Speaking at a press conference on 24 December, immediately after the deal was announced, the UK’s Prime Minister Boris Johnson said that the UK is now outside the customs union and outside the single market, yet the new free trade agreement has no tariffs and no quotas. Although Mr Johnson said there will be no non-tariff barriers to trade, businesses faced with increases in bureaucracy relating to exports and imports may dispute that point. Mr Johnson also referred to ‘mutual recognition’ but, despite reviewing the 1246-page agreement, we cannot confirm whether that means the UK will recognise and accept CE marking and the EU will do the same with UKCA marking.
This present article outlines the basics but more detail is bound to emerge in the coming weeks and months. To keep up to date with the situation, make sure you subscribe to the MachineBuilding.net email newsletter.
UK machine builders exporting to the EU
Strictly speaking, we should be referring not to the EU but the EEA (European Economic Area). The EEA comprises the 27 EU member states plus three countries from the European Free Trade Association (EFTA), namely Iceland, Liechtenstein and Norway. Switzerland is also included because of the Mutual Recognition Agreement (MRA) it has with the EU. Furthermore, Turkey, the Principality of Andorra and the Republic of San Marino are covered by Customs Union Agreements that enable the free movement of goods between those three states and the EU.
From 1 January 2021 UK machine builders exporting to any of these countries must ensure their machines are CE marked, which is exactly as they should have been doing prior to and during the transition period.
However, there is one important change they need to make. For machinery and safety components that fall within the scope of the Machinery Directive 2006/42/EC, the Declaration of Conformity (DoC) has always required the name and address of a person authorised to compile the technical file. Now, with the UK no longer part of the EU, that person must be established in the EEA. Many UK machine builders will therefore have to find someone in the EEA to fulfil this role. If the company does not have a distributor or representative in the EEA willing to take on this responsibility, there are companies based in the EU (including the Republic of Ireland) that will do so for a small fee.
For partly completed machinery that is supplied with a Declaration of Incorporation (DoI) instead of a DoC, the situation is the same: a person established in the EEA must be named on the DoI from 1 January 2021.

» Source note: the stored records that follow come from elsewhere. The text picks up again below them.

//! Job requests: the JSON messages a queue consumer or `rfp job` hands us.
//!
//! ```json
//! {"request_type": "rfp", "user_id": 1, "project_id": 2, "path": "in/q.xlsx"}
//! {"request_type": "document_process", "user_id": 1, "project_id": 2, "files": ["a.txt"]}
//! {"request_type": "document_delete", "user_id": 1, "file_id": 7}
//! {"request_type": "project_delete", "user_id": 1, "project_id": 2}
//! ```

use anyhow::{Context, Result};
use rfp_harness_core::models::Scope;
use serde::{Deserialize, Serialize};
use std::path::PathBuf;
use tracing::{info, warn};

use crate::app::App;
use crate::ingest::IngestReport;
use crate::rfp::{process_rfp, RfpJob, RfpOutcome};

#[derive(Debug, Clone, PartialEq, Deserialize)]
#[serde(tag = "request_type", rename_all = "snake_case")]
pub enum JobRequest {
    Rfp {
        user_id: i64,
        project_id: i64,
        path: PathBuf,
        #[serde(default)]
        rfp_name: Option<String>,
        #[serde(default)]
        project_name: Option<String>,
    },
    DocumentProcess {
        user_id: i64,
        project_id: i64,
        files: Vec<PathBuf>,
    },
    DocumentDelete {
        user_id: i64,
        file_id: i64,
    },
    ProjectDelete {
        user_id: i64,
        project_id: i64,
    },
}

#[derive(Debug, Clone, Serialize)]
#[serde(tag = "result", rename_all = "snake_case")]
pub enum JobOutcome {
    Rfp(RfpOutcome),
    DocumentsProcessed {
        indexed: Vec<IngestedFile>,
        failed: Vec<FailedFile>,
    },
    DocumentDeleted {
        file_id: i64,
        existed: bool,
    },
    ProjectDeleted {
        files: u64,
    },
}

#[derive(Debug, Clone, Serialize)]
pub struct IngestedFile {
    pub path: PathBuf,
    pub file_id: i64,
    pub chunks: usize,
}

#[derive(Debug, Clone, Serialize)]
pub struct FailedFile {
    pub path: PathBuf,
    pub error: String,
}

pub fn parse_request(json: &str) -> Result<JobRequest> {
    serde_json::from_str(json).context("Invalid job request")
}

/// Run one request to completion.
pub async fn dispatch(app: &App, request: JobRequest) -> Result<JobOutcome> {
    match request {
        JobRequest::Rfp {
            user_id,
            project_id,
            path,
            rfp_name,
            project_name,
        } => {
            let job = RfpJob {
                scope: Scope::new(user_id, project_id),
                input: path,
                rfp_name,
                project_name,
            };
            Ok(JobOutcome::Rfp(process_rfp(app, &job).await?))
        }
        JobRequest::DocumentProcess {
            user_id,
            project_id,
            files,
        } => {
            let scope = Scope::new(user_id, project_id);
            let mut indexed = Vec::new();
            let mut failed = Vec::new();
            for path in files {
                match app.ingestor.ingest_file(scope, &path).await {
                    Ok(IngestReport { file_id, chunks }) => indexed.push(IngestedFile {
                        path,
                        file_id,
                        chunks,
                    }),
                    Err(e) => {
                        warn!(path = %path.display(), "document processing failed: {:#}", e);
                        failed.push(FailedFile {
                            path,
                            error: format!("{:#}", e),
                        });
                    }
                }
            }
            Ok(JobOutcome::DocumentsProcessed { indexed, failed })
        }
        JobRequest::DocumentDelete { user_id, file_id } => {
            let existed = app.store.delete_file(file_id, user_id).await?;
            info!(file_id, existed, "document deleted");
            Ok(JobOutcome::DocumentDeleted { file_id, existed })
        }
        JobRequest::ProjectDelete {
            user_id,
            project_id,
        } => {
            let files = app
                .store
                .delete_project(Scope::new(user_id, project_id))
                .await?;
            info!(user_id, project_id, files, "project deleted");
            Ok(JobOutcome::ProjectDeleted { files })
        }
    }
}

#[cfg(test)]
mod tests {
    use super::*;

    #[test]
    fn parses_each_request_type() {
        let rfp = parse_request(
            r#"{"request_type":"rfp","user_id":1,"project_id":2,"path":"q.csv","project_name":"Acme"}"#,
        )
        .unwrap();
        assert_eq!(
            rfp,
            JobRequest::Rfp {
                user_id: 1,
                project_id: 2,
                path: PathBuf::from("q.csv"),
                rfp_name: None,
                project_name: Some("Acme".into()),
            }
        );

        let docs = parse_request(
            r#"{"request_type":"document_process","user_id":1,"project_id":2,"files":["a.txt","b.txt"]}"#,
        )
        .unwrap();
        assert!(matches!(docs, JobRequest::DocumentProcess { files, .. } if files.len() == 2));

        let del = parse_request(r#"{"request_type":"document_delete","user_id":1,"file_id":9}"#)
            .unwrap();
        assert_eq!(
            del,
            JobRequest::DocumentDelete {
                user_id: 1,
                file_id: 9
            }
        );

        let proj =
            parse_request(r#"{"request_type":"project_delete","user_id":1,"project_id":2}"#)
                .unwrap();
        assert_eq!(
            proj,
            JobRequest::ProjectDelete {
                user_id: 1,
                project_id: 2
            }
        );
    }

    #[test]
    fn unknown_request_type_is_rejected() {
        assert!(parse_request(r#"{"request_type":"crawl","urls":[]}"#).is_err());
        assert!(parse_request(r#"{"user_id":1}"#).is_err());
    }
}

Where conformity assessment of Annex IV machinery has previously been undertaken by a Notified Body, the EU will cease to recognise EC type-examination certificates previously provided by UK Notified Bodies. In most cases the UK Notified Bodies will already have transferred the accreditation to another EU-based Notified Body, but UK machine builders should satisfy themselves that this has been done or, if not, take steps urgently to secure certification by an EU Notified Body.
UK machine builders supplying the UK market
Here in the UK, CE marking is being replaced by UKCA marking (UK Conformity Assessed marking) from 1 January 2021. This covers most goods but, if you are reading this, the important point is that machinery is included. Safety components are also included if they are within the scope of the UK’s Supply of Machinery (Safety) Regulations – which are the UK implementation of the EU Machinery Directive and are remaining in force post-Brexit.
The process for UKCA marking is identical to that for CE marking, so there is no ‘learning curve’ for machine builders. Nevertheless, machines will require a UKCA logo instead of a CE logo and the documentation will need to be updated.
According to advice published by the HSE (Health and Safety Executive) and BEIS (the Department for Business, Energy and Industrial Strategy) in September 2020 – and believed to be unaltered by the new trade agreement – until 1 January 2022 the UKCA mark can be applied to accompanying documentation only if preferred but, from 1 January 2023, the UKCA mark must be used on both the documentation and the machine itself.
Whereas CE marking requires a person established in the EEA to be named on the DoC or DoI, there is no such requirement in the draft ‘Mega SI’ (statutory instrument) that is converting much EU law into UK law post-Brexit; in fact, the person authorised to compile the technical file can be anywhere in the world. The technical file must, however, be in English.
Another change to be made in the documentation is that references to harmonised standards need to refer instead to designated standards, and standard numbers should be prefixed with BS (for British Standard) instead of EN (for Euronorm).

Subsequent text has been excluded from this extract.